The ability to count mRNA molecules in single cells by Fluorescence In Situ Hybridization (FISH) 
allows for highly quantitative studies of cell-to-cell variation in gene expression. However, the requirement that cells be fixed before RNA FISH analysis precludes the use of RNA FISH to directly study transcriptional dynamics in single cells. Nevertheless, we have shown here how and when correlations between levels of different mRNAs can be exploited to reconstruct transcriptional dynamics, even if cells are asynchronous. All that is necessary is for FISH data to be obtained simultaneously for pairs of genes (or in some cases triplets of genes) a technique that is already well established 
. As a practical demonstration, we applied our approach to a large, pairwise FISH data set obtained from a recent study of the yeast Saccharomyces cerevisiae 
. Our results help confirm the existence of cell-autonomous metabolic cycles in unsynchronized yeast populations 
To reconstruct the dynamics of gene expression from FISH data, our approach employs Maximum Likelihood Estimation (MLE) 
to obtain the set of transcriptional parameters most likely to account for the observed data. In the regime of continuous mRNA production, apart from rescaling and inversion of time for cyclic dynamics, there is no intrinsic limit on the accuracy with which transcriptional dynamics can be reconstructed given enough data. In practice, we have shown that MLE applied to simple parameterizations for transcription (such as the leading harmonics for cyclic dynamics) allows faithful reconstruction from a moderate number of FISH observations, including noise. On the other hand, the regime where mRNA is produced in shortlived bursts 
presents additional challenges. In this bursty regime, FISH can at most report coincidences of bursts of different mRNAs, and there are consequently fundamental limits to reconstructing the underlying dynamics. For this bursty regime, successful reconstruction will generally rely on prior knowledge regarding the class of dynamics, e.g.
cycle vs. switch, and, even so, will in some cases require additional inputs, such as triplet FISH data. (In Table S1
, we explicitly quantify the amount of such additional information required for complete dynamical reconstruction.)
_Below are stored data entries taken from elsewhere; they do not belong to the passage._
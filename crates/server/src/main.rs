use iou_api::service;
use iou_server::{AppConfig, AppState, build_router, storage};

#[tokio::main]
async fn main() -> anyhow::Result<()> {
    // A missing .env is fine; real environment variables win.
    let _ = dotenvy::dotenv();

    tracing_subscriber::fmt()
        .with_env_filter(
            tracing_subscriber::EnvFilter::try_from_default_env()
                .unwrap_or_else(|_| "iou_server=info,tower_http=info".into()),
        )
        .init();

    let config = AppConfig::from_env()?;
    tracing::info!("data directory: {}", config.data_dir.display());

    let db = storage::init_db(&config.data_dir)?;
    tracing::info!("database initialized");

    let now = service::format_timestamp(iou_server::routes::now_unix())?;
    let pruned = storage::prune_expired_tokens(&db, &now)?;
    if pruned > 0 {
        tracing::info!("pruned {pruned} expired refresh tokens");
    }

    let port = config.port;
    let base_url = config.base_url.clone();
    let app = build_router(AppState { db, config });

    tracing::info!("starting server at {base_url}");

    let listener = tokio::net::TcpListener::bind(format!("0.0.0.0:{port}")).await?;
    axum::serve(listener, app)
        .with_graceful_shutdown(async {
            let _ = tokio::signal::ctrl_c().await;
            tracing::info!("shutting down");
        })
        .await?;

    Ok(())
}
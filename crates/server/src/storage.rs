use anyhow::{Context, Result};
use rusqlite::{Connection, OptionalExtension, Row};
use sea_query::Value;
use std::path::Path;
use std::sync::{Arc, Mutex, MutexGuard};

use iou_api::db::{self, Built};

/// Shared database state
#[derive(Clone)]
pub struct Db {
    conn: Arc<Mutex<Connection>>,
}

impl Db {
    /// Lock the connection. A poisoned lock is recovered; SQLite keeps its own consistency.
    pub fn conn(&self) -> MutexGuard<'_, Connection> {
        self.conn.lock().unwrap_or_else(|e| e.into_inner())
    }
}

/// Initialize the database: open connection, enable WAL, run migrations
pub fn init_db(data_dir: &Path) -> Result<Db> {
    std::fs::create_dir_all(data_dir)?;
    let db_path = data_dir.join("iou.db");
    let conn = Connection::open(&db_path).context("opening SQLite database")?;

    conn.execute_batch("PRAGMA journal_mode=WAL;")?;
    conn.execute_batch("PRAGMA foreign_keys=ON;")?;

    run_migrations(&conn)?;

    Ok(Db {
        conn: Arc::new(Mutex::new(conn)),
    })
}

fn run_migrations(conn: &Connection) -> Result<()> {
    conn.execute_batch(
        "CREATE TABLE IF NOT EXISTS _migrations (
            id INTEGER PRIMARY KEY,
            name TEXT NOT NULL UNIQUE,
            applied_at TEXT NOT NULL DEFAULT (datetime('now'))
        );",
    )?;

    for &(name, sql) in db::migrations::MIGRATIONS {
        let already_applied: bool = conn.query_row(
            "SELECT COUNT(*) > 0 FROM _migrations WHERE name = ?1",
            [name],
            |row| row.get(0),
        )?;

        if !already_applied {
            conn.execute_batch(sql)
                .with_context(|| format!("running migration {name}"))?;
            conn.execute("INSERT INTO _migrations (name) VALUES (?1)", [name])?;
            tracing::info!("applied migration: {name}");
        }
    }

    Ok(())
}

/// Delete refresh tokens that have already expired. Returns the number removed.
pub fn prune_expired_tokens(db: &Db, now: &str) -> rusqlite::Result<usize> {
    execute(&db.conn(), db::tokens::delete_expired(now))
}

// ---------------------------------------------------------------------------
// sea-query → rusqlite binding
// ---------------------------------------------------------------------------

/// Convert a sea-query bind value into its SQLite representation.
fn to_sql_value(value: &Value) -> rusqlite::types::Value {
    use rusqlite::types::Value as Sql;
    match value {
        Value::Bool(Some(b)) => Sql::Integer(i64::from(*b)),
        Value::TinyInt(Some(n)) => Sql::Integer(i64::from(*n)),
        Value::SmallInt(Some(n)) => Sql::Integer(i64::from(*n)),
        Value::Int(Some(n)) => Sql::Integer(i64::from(*n)),
        Value::BigInt(Some(n)) => Sql::Integer(*n),
        Value::TinyUnsigned(Some(n)) => Sql::Integer(i64::from(*n)),
        Value::SmallUnsigned(Some(n)) => Sql::Integer(i64::from(*n)),
        Value::Unsigned(Some(n)) => Sql::Integer(i64::from(*n)),
        Value::BigUnsigned(Some(n)) => Sql::Integer(i64::try_from(*n).unwrap_or(i64::MAX)),
        Value::Float(Some(f)) => Sql::Real(f64::from(*f)),
        Value::Double(Some(f)) => Sql::Real(*f),
        Value::String(Some(s)) => Sql::Text(s.to_string()),
        Value::Char(Some(c)) => Sql::Text(c.to_string()),
        Value::Bytes(Some(b)) => Sql::Blob(b.to_vec()),
        _ => Sql::Null,
    }
}

fn params(values: &sea_query::Values) -> impl rusqlite::Params + '_ {
    rusqlite::params_from_iter(values.0.iter().map(to_sql_value))
}

/// Run a built statement, returning the number of affected rows.
pub fn execute(conn: &Connection, (sql, values): Built) -> rusqlite::Result<usize> {
    conn.execute(&sql, params(&values))
}

/// Run a built query expecting at most one row.
pub fn query_opt<T>(
    conn: &Connection,
    (sql, values): Built,
    map: impl FnOnce(&Row<'_>) -> rusqlite::Result<T>,
) -> rusqlite::Result<Option<T>> {
    conn.query_row(&sql, params(&values), map).optional()
}

/// Run a built query expecting exactly one row (counts, existence checks).
pub fn query_one<T>(
    conn: &Connection,
    (sql, values): Built,
    map: impl FnOnce(&Row<'_>) -> rusqlite::Result<T>,
) -> rusqlite::Result<T> {
    conn.query_row(&sql, params(&values), map)
}

/// Run a built query and collect every row.
pub fn query_all<T>(
    conn: &Connection,
    (sql, values): Built,
    map: impl FnMut(&Row<'_>) -> rusqlite::Result<T>,
) -> rusqlite::Result<Vec<T>> {
    let mut stmt = conn.prepare(&sql)?;
    stmt.query_map(params(&values), map)?.collect()
}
In applying our approach, how should one choose among models to reconstruct gene dynamics? For example, when is it better to use multiple harmonics instead of a single harmonic to model a cycle? The answer depends on the type of data. We discuss first the regime of continuous mRNA production. For this case, a standard and reliable way to choose among models when fitting data is “leave-one-out” validation, which both rewards a good fit while punishing overfitting. In the leave-one-out approach, a model is selected and its parameters are optimized on the entire data set, but with one data point left out. The resulting parameterized model is then used to fit the neglected data point. The average fitting error, taken over all possible left-out data points, is a robust measure of the quality of the model. Among competing models, the one that minimizes this error can be selected as the better choice. In the regime of continuous mRNA production, leave-one-out validation can be applied within the MLE framework by using the log(likelihood) of the left-out data point in place of the fitting error. Among competing models, the one with the largest average log(likelihood) is the best choice.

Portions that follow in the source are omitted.